- GIVEN RECORDS -
----------------

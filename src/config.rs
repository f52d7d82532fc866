use anyhow::Result;
use config::{Config, Environment, File};
use serde::{Deserialize, Serialize};
use std::path::Path;

use crate::engine::Relation;

/// Top-level configuration. Built once at startup and passed explicitly to
/// the collaborators that need it; core logic never reads the environment
/// on its own.
#[derive(Debug, Clone, Deserialize, Serialize)]
pub struct FourkeysConfig {
    /// Store connection settings, handed to the data-access backend.
    pub store: StoreConfig,
    /// Incident extraction settings used by ingestion.
    pub ingest: IngestConfig,
    /// Observability settings
    pub observability: ObservabilityConfig,
}

#[derive(Debug, Clone, Deserialize, Serialize)]
pub struct StoreConfig {
    /// Backend connection string
    pub url: String,
    /// Per-call timeout in seconds
    pub timeout_seconds: u64,
}

#[derive(Debug, Clone, Deserialize, Serialize)]
pub struct IngestConfig {
    /// Which side of the threshold counts as an incident
    pub relation: Relation,
    /// Monitoring value threshold
    pub threshold: f64,
    /// Expected scrape interval of the monitoring source, in seconds
    pub sampling_step_seconds: i64,
}

#[derive(Debug, Clone, Deserialize, Serialize)]
pub struct ObservabilityConfig {
    /// Enable structured tracing output
    pub tracing_enabled: bool,
    /// Log level
    pub log_level: String,
}

impl Default for FourkeysConfig {
    fn default() -> Self {
        Self {
            store: StoreConfig {
                url: "memory://".to_string(),
                timeout_seconds: 30,
            },
            ingest: IngestConfig {
                relation: Relation::Gt,
                threshold: 0.0,
                sampling_step_seconds: 60,
            },
            observability: ObservabilityConfig {
                tracing_enabled: true,
                log_level: "info".to_string(),
            },
        }
    }
}

impl FourkeysConfig {
    /// Load configuration with precedence:
    /// 1. Default values
    /// 2. Configuration file (fourkeys.toml)
    /// 3. Environment variables (prefixed with FOURKEYS_)
    pub fn load() -> Result<Self> {
        let defaults = Config::try_from(&FourkeysConfig::default())?;
        let mut builder = Config::builder().add_source(defaults);

        if Path::new("fourkeys.toml").exists() {
            builder = builder.add_source(File::with_name("fourkeys"));
        }

        builder = builder.add_source(
            Environment::with_prefix("FOURKEYS")
                .separator("__")
                .try_parsing(true),
        );

        let config = builder.build()?;
        Ok(config.try_deserialize()?)
    }

    /// Load .env file if it exists
    pub fn load_env_file() -> Result<()> {
        if Path::new(".env").exists() {
            dotenvy::dotenv()?;
            tracing::info!("Loaded environment variables from .env file");
        }
        Ok(())
    }
}

#[cfg(test)]
mod tests {
    use super::*;

    #[test]
    fn defaults_are_sensible() {
        let config = FourkeysConfig::default();
        assert_eq!(config.ingest.relation, Relation::Gt);
        assert_eq!(config.ingest.sampling_step_seconds, 60);
        assert_eq!(config.observability.log_level, "info");
    }

    #[test]
    fn relation_round_trips_through_serde() {
        let json = serde_json::to_string(&Relation::Lt).unwrap();
        assert_eq!(json, "\"lt\"");
        let back: Relation = serde_json::from_str(&json).unwrap();
        assert_eq!(back, Relation::Lt);
    }
}
//! Collaborator contracts for data access.
//!
//! The engine never talks to a database or a forge API directly; it reads
//! time-bucketed aggregates and raw events through these traits. Concrete
//! backends own their connection settings, retries and timeouts; a failed
//! call is propagated, never retried here, since a retry could recompute on
//! partial data.

use async_trait::async_trait;
use thiserror::Error;

use crate::model::{
    AggregateKind, Commit, DailyAggregate, Dataflow, DateRange, MonitoringSample, PipelineRun,
};

pub mod git;
pub mod memory;

pub use git::GitCommitSource;
pub use memory::MemoryStore;

#[derive(Debug, Error)]
pub enum StoreError {
    /// The entity does not exist, as opposed to "exists but has no events
    /// in range", which is a valid empty list.
    #[error("dataflow not found: {name}")]
    DataflowNotFound { name: String },

    #[error("store call timed out after {seconds}s: {operation}")]
    Timeout { operation: String, seconds: u64 },

    #[error("store backend failure during {operation}: {source}")]
    Backend {
        operation: String,
        #[source]
        source: anyhow::Error,
    },
}

/// Read/write access to stored per-day aggregates.
#[async_trait]
pub trait AggregateStore: Send + Sync {
    /// Lists aggregates of one kind inside `range`, ascending by day, at
    /// most one row per day. `key: None` is the general form: rows are
    /// summed across all entities per day.
    async fn list_daily(
        &self,
        kind: AggregateKind,
        key: Option<&str>,
        range: DateRange,
    ) -> Result<Vec<DailyAggregate>, StoreError>;

    /// Replaces the stored rows for (kind, key) on the days present in
    /// `rows`. Deduplication across ingestion passes is the backend's
    /// concern.
    async fn create_daily(
        &self,
        kind: AggregateKind,
        key: &str,
        rows: Vec<DailyAggregate>,
    ) -> Result<(), StoreError>;
}

/// Raw-event access, used only by ingestion.
#[async_trait]
pub trait EventReader: Send + Sync {
    /// Commits in `repository` created inside `range`, ascending by
    /// creation time, parents in first-parent order.
    async fn list_commits(
        &self,
        repository: &str,
        range: DateRange,
    ) -> Result<Vec<Commit>, StoreError>;

    /// All runs of `pipeline`, ascending by completion time.
    async fn list_pipeline_runs(&self, pipeline: &str) -> Result<Vec<PipelineRun>, StoreError>;

    /// Monitoring series for `deployment`, ascending by sample time.
    async fn list_monitoring_samples(
        &self,
        deployment: &str,
    ) -> Result<Vec<MonitoringSample>, StoreError>;
}

/// Maps a dataflow name to the repository/pipeline/deployment keys the
/// orchestrators filter by.
#[async_trait]
pub trait DataflowResolver: Send + Sync {
    async fn resolve(&self, name: &str) -> Result<Dataflow, StoreError>;
}
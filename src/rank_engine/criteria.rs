//! Classification criteria attached to a rank, and the staging operations
//! that validate them against the catalog before commit.

use indexmap::IndexSet;
use serde::{Deserialize, Serialize};
use tracing::debug;

use crate::rank_engine::{
    canonical_key::CanonicalKey,
    catalog::Catalog,
    engine::RankEngine,
    rank::Rank,
    types::{
        CatalogEntity, FACET_ONLY_TERM, FacetId, RankError, RankResult, RankType, TermId,
    },
};

/// One (facet, term) pair. `term_id == 0` marks a facet-only criterion.
#[derive(Debug, Clone, Copy, PartialEq, Eq, PartialOrd, Ord, Hash, Serialize, Deserialize)]
pub struct Criterion {
    pub facet_id: FacetId,
    pub term_id: TermId,
}

impl Criterion {
    pub const fn facet(facet_id: FacetId) -> Self {
        Self {
            facet_id,
            term_id: FACET_ONLY_TERM,
        }
    }

    pub const fn term(facet_id: FacetId, term_id: TermId) -> Self {
        Self { facet_id, term_id }
    }

    pub const fn is_facet_only(&self) -> bool {
        self.term_id == FACET_ONLY_TERM
    }

    /// Term criteria are identified by term id alone, since a term can move
    /// to another facet after it was staged.
    pub const fn same_target(&self, other: &Criterion) -> bool {
        if self.is_facet_only() || other.is_facet_only() {
            self.facet_id == other.facet_id && self.term_id == other.term_id
        } else {
            self.term_id == other.term_id
        }
    }
}

/// The staged criteria of a rank, one variant per rank type. Each variant
/// carries its own arity: `Facet` and `SingleTerm` hold at most one
/// criterion, `CombinedTerm` any number of distinct terms.
#[derive(Debug, Clone, PartialEq, Eq)]
pub enum RankCriteriaSet {
    Facet(Option<FacetId>),
    SingleTerm(Option<Criterion>),
    CombinedTerm(IndexSet<Criterion>),
}

impl RankCriteriaSet {
    pub fn empty(rank_type: RankType) -> Self {
        match rank_type {
            RankType::Facet => RankCriteriaSet::Facet(None),
            RankType::SingleTerm => RankCriteriaSet::SingleTerm(None),
            RankType::CombinedTerm => RankCriteriaSet::CombinedTerm(IndexSet::new()),
        }
    }

    /// Rebuilds a set from stored criterion rows.
    pub(crate) fn from_rows(rank_type: RankType, rows: Vec<Criterion>) -> Self {
        let mut set = Self::empty(rank_type);
        for criterion in rows {
            set.insert(criterion);
        }
        set
    }

    pub fn rank_type(&self) -> RankType {
        match self {
            RankCriteriaSet::Facet(_) => RankType::Facet,
            RankCriteriaSet::SingleTerm(_) => RankType::SingleTerm,
            RankCriteriaSet::CombinedTerm(_) => RankType::CombinedTerm,
        }
    }

    pub fn len(&self) -> usize {
        match self {
            RankCriteriaSet::Facet(f) => usize::from(f.is_some()),
            RankCriteriaSet::SingleTerm(c) => usize::from(c.is_some()),
            RankCriteriaSet::CombinedTerm(set) => set.len(),
        }
    }

    pub fn is_empty(&self) -> bool {
        self.len() == 0
    }

    pub fn criteria(&self) -> Vec<Criterion> {
        match self {
            RankCriteriaSet::Facet(f) => f.iter().map(|f| Criterion::facet(*f)).collect(),
            RankCriteriaSet::SingleTerm(c) => c.iter().copied().collect(),
            RankCriteriaSet::CombinedTerm(set) => set.iter().copied().collect(),
        }
    }

    /// The ids that identify this context: the facet for `Facet`, the terms
    /// otherwise.
    pub fn context_ids(&self) -> Vec<u64> {
        match self {
            RankCriteriaSet::Facet(f) => f.iter().copied().collect(),
            RankCriteriaSet::SingleTerm(c) => c.iter().map(|c| c.term_id).collect(),
            RankCriteriaSet::CombinedTerm(set) => set.iter().map(|c| c.term_id).collect(),
        }
    }

    pub fn canonical_key(&self) -> Option<CanonicalKey> {
        CanonicalKey::for_ids(self.rank_type(), &self.context_ids())
    }

    pub fn contains_term(&self, term_id: TermId) -> bool {
        self.criteria().iter().any(|c| c.term_id == term_id)
    }

    /// Adds a criterion if the variant has room for it and it is not already
    /// present.
    pub(crate) fn insert(&mut self, criterion: Criterion) -> bool {
        match self {
            RankCriteriaSet::Facet(slot) if slot.is_none() => {
                *slot = Some(criterion.facet_id);
                true
            }
            RankCriteriaSet::SingleTerm(slot) if slot.is_none() => {
                *slot = Some(criterion);
                true
            }
            RankCriteriaSet::CombinedTerm(set) => {
                if set.iter().any(|c| c.term_id == criterion.term_id) {
                    return false;
                }
                set.insert(criterion)
            }
            _ => false,
        }
    }

    pub(crate) fn remove_where(&mut self, matches: impl Fn(&Criterion) -> bool) -> bool {
        match self {
            RankCriteriaSet::Facet(slot) => match *slot {
                Some(f) if matches(&Criterion::facet(f)) => {
                    *slot = None;
                    true
                }
                _ => false,
            },
            RankCriteriaSet::SingleTerm(slot) => match *slot {
                Some(c) if matches(&c) => {
                    *slot = None;
                    true
                }
                _ => false,
            },
            RankCriteriaSet::CombinedTerm(set) => {
                let before = set.len();
                set.retain(|c| !matches(c));
                set.len() != before
            }
        }
    }
}

/// Result of staging criteria on a rank.
#[derive(Debug, Clone, Copy, PartialEq, Eq)]
pub enum CriteriaOutcome {
    Added,
    DuplicateIgnored,
    /// A single-criterion rank already holds a different criterion.
    OtherCriteriaExists,
    ResourceNotRelatedToFacet,
    ResourceNotRelatedToTerm,
    /// A combined batch contained both already-present and unrelated ids.
    DuplicateAndUnrelated,
}

impl CriteriaOutcome {
    pub fn is_success(&self) -> bool {
        matches!(self, CriteriaOutcome::Added)
    }
}

#[derive(Debug, Clone, Copy, PartialEq, Eq)]
pub enum RemoveOutcome {
    Removed,
    NotFound,
}

/// Parses a comma or whitespace separated id list from an outer surface.
pub fn parse_id_list(raw: &str) -> RankResult<Vec<u64>> {
    let ids = raw
        .split(|c: char| c == ',' || c.is_whitespace())
        .filter(|part| !part.is_empty())
        .map(|part| {
            part.parse::<u64>()
                .map_err(|_| RankError::Validation(format!("`{part}` is not a numeric id")))
        })
        .collect::<RankResult<Vec<_>>>()?;
    if ids.is_empty() {
        return Err(RankError::Validation("criteria id list is empty".to_string()));
    }
    Ok(ids)
}

impl<C: Catalog> RankEngine<C> {
    /// Stages criteria on `rank` after checking them against the catalog.
    ///
    /// `facet` and `single_term` ranks take exactly one id and never replace
    /// an existing criterion. `combined_term` ranks take a batch; every id is
    /// checked and the valid ones are staged even when others are rejected.
    /// Repeated ids within one batch are collapsed.
    pub fn add_criteria(&self, rank: &mut Rank, ids: &[u64]) -> RankResult<CriteriaOutcome> {
        rank.ensure_not_deleted()?;
        let resource_id = rank
            .resource_id()
            .ok_or(RankError::MissingAttribute("resource_id"))?;
        let rank_type = rank.rank_type().ok_or(RankError::MissingAttribute("type"))?;
        if ids.is_empty() {
            return Err(RankError::Validation("no criteria ids given".to_string()));
        }

        let outcome = match rank_type {
            RankType::Facet => {
                self.add_facet_criterion(rank, resource_id, single_id(rank_type, ids)?)?
            }
            RankType::SingleTerm => {
                self.add_term_criterion(rank, resource_id, single_id(rank_type, ids)?)?
            }
            RankType::CombinedTerm => self.add_combined_criteria(rank, resource_id, ids)?,
        };

        debug!(
            rank_id = ?rank.rank_id(),
            resource_id,
            rank_type = %rank_type,
            ?ids,
            ?outcome,
            "staged rank criteria"
        );
        Ok(outcome)
    }

    fn add_facet_criterion(
        &self,
        rank: &mut Rank,
        resource_id: u64,
        facet_id: FacetId,
    ) -> RankResult<CriteriaOutcome> {
        if !self.catalog.exists(CatalogEntity::Facet, facet_id)? {
            return Err(RankError::UnknownId {
                kind: CatalogEntity::Facet,
                id: facet_id,
            });
        }
        if self.config.require_facet_relation
            && !self.catalog.related_facets(resource_id)?.contains(&facet_id)
        {
            return Ok(CriteriaOutcome::ResourceNotRelatedToFacet);
        }
        Ok(stage_single(rank, Criterion::facet(facet_id)))
    }

    fn add_term_criterion(
        &self,
        rank: &mut Rank,
        resource_id: u64,
        term_id: TermId,
    ) -> RankResult<CriteriaOutcome> {
        if !self.catalog.exists(CatalogEntity::Term, term_id)? {
            return Err(RankError::UnknownId {
                kind: CatalogEntity::Term,
                id: term_id,
            });
        }
        if !self.catalog.related_terms(resource_id)?.contains(&term_id) {
            return Ok(CriteriaOutcome::ResourceNotRelatedToTerm);
        }
        let facet_id = self
            .catalog
            .facet_of(term_id)?
            .ok_or_else(|| RankError::Catalog(format!("term {term_id} has no facet")))?;
        Ok(stage_single(rank, Criterion::term(facet_id, term_id)))
    }

    fn add_combined_criteria(
        &self,
        rank: &mut Rank,
        resource_id: u64,
        ids: &[u64],
    ) -> RankResult<CriteriaOutcome> {
        let related = self.catalog.related_terms(resource_id)?;
        let requested: IndexSet<TermId> = ids.iter().copied().collect();

        let mut duplicates = Vec::new();
        let mut unrelated = Vec::new();
        let mut staged = Vec::new();
        for term_id in requested {
            let already_staged = rank.criteria().is_some_and(|c| c.contains_term(term_id));
            if already_staged {
                duplicates.push(term_id);
                continue;
            }
            let facet_id = if related.contains(&term_id)
                && self.catalog.exists(CatalogEntity::Term, term_id)?
            {
                self.catalog.facet_of(term_id)?
            } else {
                None
            };
            match facet_id {
                Some(facet_id) => staged.push(Criterion::term(facet_id, term_id)),
                None => unrelated.push(term_id),
            }
        }

        if let Some(set) = rank.criteria_mut() {
            for criterion in staged {
                set.insert(criterion);
            }
        }

        if !unrelated.is_empty() {
            debug!(resource_id, ?unrelated, "combined criteria not related to resource");
        }
        Ok(match (duplicates.is_empty(), unrelated.is_empty()) {
            (true, true) => CriteriaOutcome::Added,
            (false, true) => CriteriaOutcome::DuplicateIgnored,
            (true, false) => CriteriaOutcome::ResourceNotRelatedToTerm,
            (false, false) => CriteriaOutcome::DuplicateAndUnrelated,
        })
    }

    /// Unstages the criterion identified by `id`: a facet id for `facet`
    /// ranks, a term id otherwise.
    pub fn remove_criteria(&self, rank: &mut Rank, id: u64) -> RankResult<RemoveOutcome> {
        rank.ensure_not_deleted()?;
        let rank_type = rank.rank_type().ok_or(RankError::MissingAttribute("type"))?;

        let removed = if rank_type.is_term_based() {
            // a term deleted from the catalog can still be unstaged by id
            let facet_id = self.catalog.facet_of(id)?;
            rank.criteria_mut().is_some_and(|set| {
                set.remove_where(|c| c.term_id == id && facet_id.is_none_or(|f| f == c.facet_id))
            })
        } else {
            rank.criteria_mut()
                .is_some_and(|set| set.remove_where(|c| c.is_facet_only() && c.facet_id == id))
        };

        Ok(if removed {
            RemoveOutcome::Removed
        } else {
            RemoveOutcome::NotFound
        })
    }
}

fn single_id(rank_type: RankType, ids: &[u64]) -> RankResult<u64> {
    match ids {
        [id] => Ok(*id),
        _ => Err(RankError::Validation(format!(
            "{rank_type} ranks take exactly one criteria id, got {}",
            ids.len()
        ))),
    }
}

fn stage_single(rank: &mut Rank, criterion: Criterion) -> CriteriaOutcome {
    let Some(set) = rank.criteria_mut() else {
        return CriteriaOutcome::OtherCriteriaExists;
    };
    match set.criteria().first() {
        Some(existing) if existing.same_target(&criterion) => CriteriaOutcome::DuplicateIgnored,
        Some(_) => CriteriaOutcome::OtherCriteriaExists,
        None => {
            set.insert(criterion);
            CriteriaOutcome::Added
        }
    }
}
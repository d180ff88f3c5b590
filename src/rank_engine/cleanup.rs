//! Cascading rank deletion for catalog changes.

use std::collections::BTreeSet;
use tracing::{debug, error, warn};

use crate::rank_engine::{
    catalog::Catalog,
    engine::RankEngine,
    storage_core::storage_methods::StorageMethods,
    types::{FacetId, RankId, RankResult, ResourceId, TermId},
};

/// A change in the external catalog that invalidates ranks.
#[derive(Debug, Clone, Copy, PartialEq, Eq)]
pub enum CatalogChange {
    ResourceDeleted(ResourceId),
    ResourceTermUnlinked {
        resource_id: ResourceId,
        term_id: TermId,
    },
    TermFacetChanged(TermId),
    TermDeleted(TermId),
    FacetDeleted(FacetId),
}

#[derive(Debug, Clone, PartialEq, Eq)]
pub struct CleanupReport {
    pub change: CatalogChange,
    pub affected: Vec<RankId>,
    pub deleted: Vec<RankId>,
    pub failed: Vec<(RankId, String)>,
}

impl CleanupReport {
    /// True if at least one affected rank could not be deleted.
    pub fn is_partial_failure(&self) -> bool {
        !self.failed.is_empty()
    }
}

impl<C: Catalog> RankEngine<C> {
    /// Ranks a catalog change invalidates.
    pub fn affected_ranks(&self, change: CatalogChange) -> RankResult<BTreeSet<RankId>> {
        let rtxn = self.storage.env.read_txn()?;
        let storage = &self.storage;
        Ok(match change {
            CatalogChange::ResourceDeleted(resource_id) => storage
                .ranks_for_resource(&rtxn, resource_id)?
                .into_iter()
                .map(|(rank_id, _)| rank_id)
                .collect(),
            CatalogChange::ResourceTermUnlinked {
                resource_id,
                term_id,
            } => {
                let mut affected = BTreeSet::new();
                for rank_id in storage.ranks_with_term(&rtxn, term_id)? {
                    let held_by_resource = storage
                        .get_rank(&rtxn, rank_id)?
                        .is_some_and(|r| r.resource_id == resource_id);
                    if held_by_resource {
                        affected.insert(rank_id);
                    }
                }
                affected
            }
            CatalogChange::TermFacetChanged(term_id) | CatalogChange::TermDeleted(term_id) => {
                storage.ranks_with_term(&rtxn, term_id)?
            }
            CatalogChange::FacetDeleted(facet_id) => storage.ranks_with_facet(&rtxn, facet_id)?,
        })
    }

    /// Deletes every rank invalidated by `change`.
    ///
    /// Best effort: a failed deletion is recorded in the report and the
    /// remaining ranks are still processed.
    pub fn cleanup(&self, change: CatalogChange) -> RankResult<CleanupReport> {
        let affected: Vec<RankId> = self.affected_ranks(change)?.into_iter().collect();
        let mut report = CleanupReport {
            change,
            affected: affected.clone(),
            deleted: Vec::new(),
            failed: Vec::new(),
        };

        for rank_id in affected {
            match self.delete_by_id(rank_id) {
                Ok(true) => report.deleted.push(rank_id),
                Ok(false) => debug!(rank_id, "rank already gone during cleanup"),
                Err(e) => {
                    if e.is_storage_failure() {
                        error!(rank_id, ?change, error = %e, "storage failure deleting rank during cleanup");
                    } else {
                        warn!(rank_id, ?change, error = %e, "failed to delete rank during cleanup");
                    }
                    report.failed.push((rank_id, e.to_string()));
                }
            }
        }

        debug!(
            ?change,
            affected = report.affected.len(),
            deleted = report.deleted.len(),
            failed = report.failed.len(),
            "catalog cleanup finished"
        );
        Ok(report)
    }
}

----------------

- PROBLEM REQUIREMENTS -
Look through the entries above; copy every line holding the string "used".

- ANSWER BOX -
    /// Incident extraction settings used by ingestion.
/// Raw-event access, used only by ingestion.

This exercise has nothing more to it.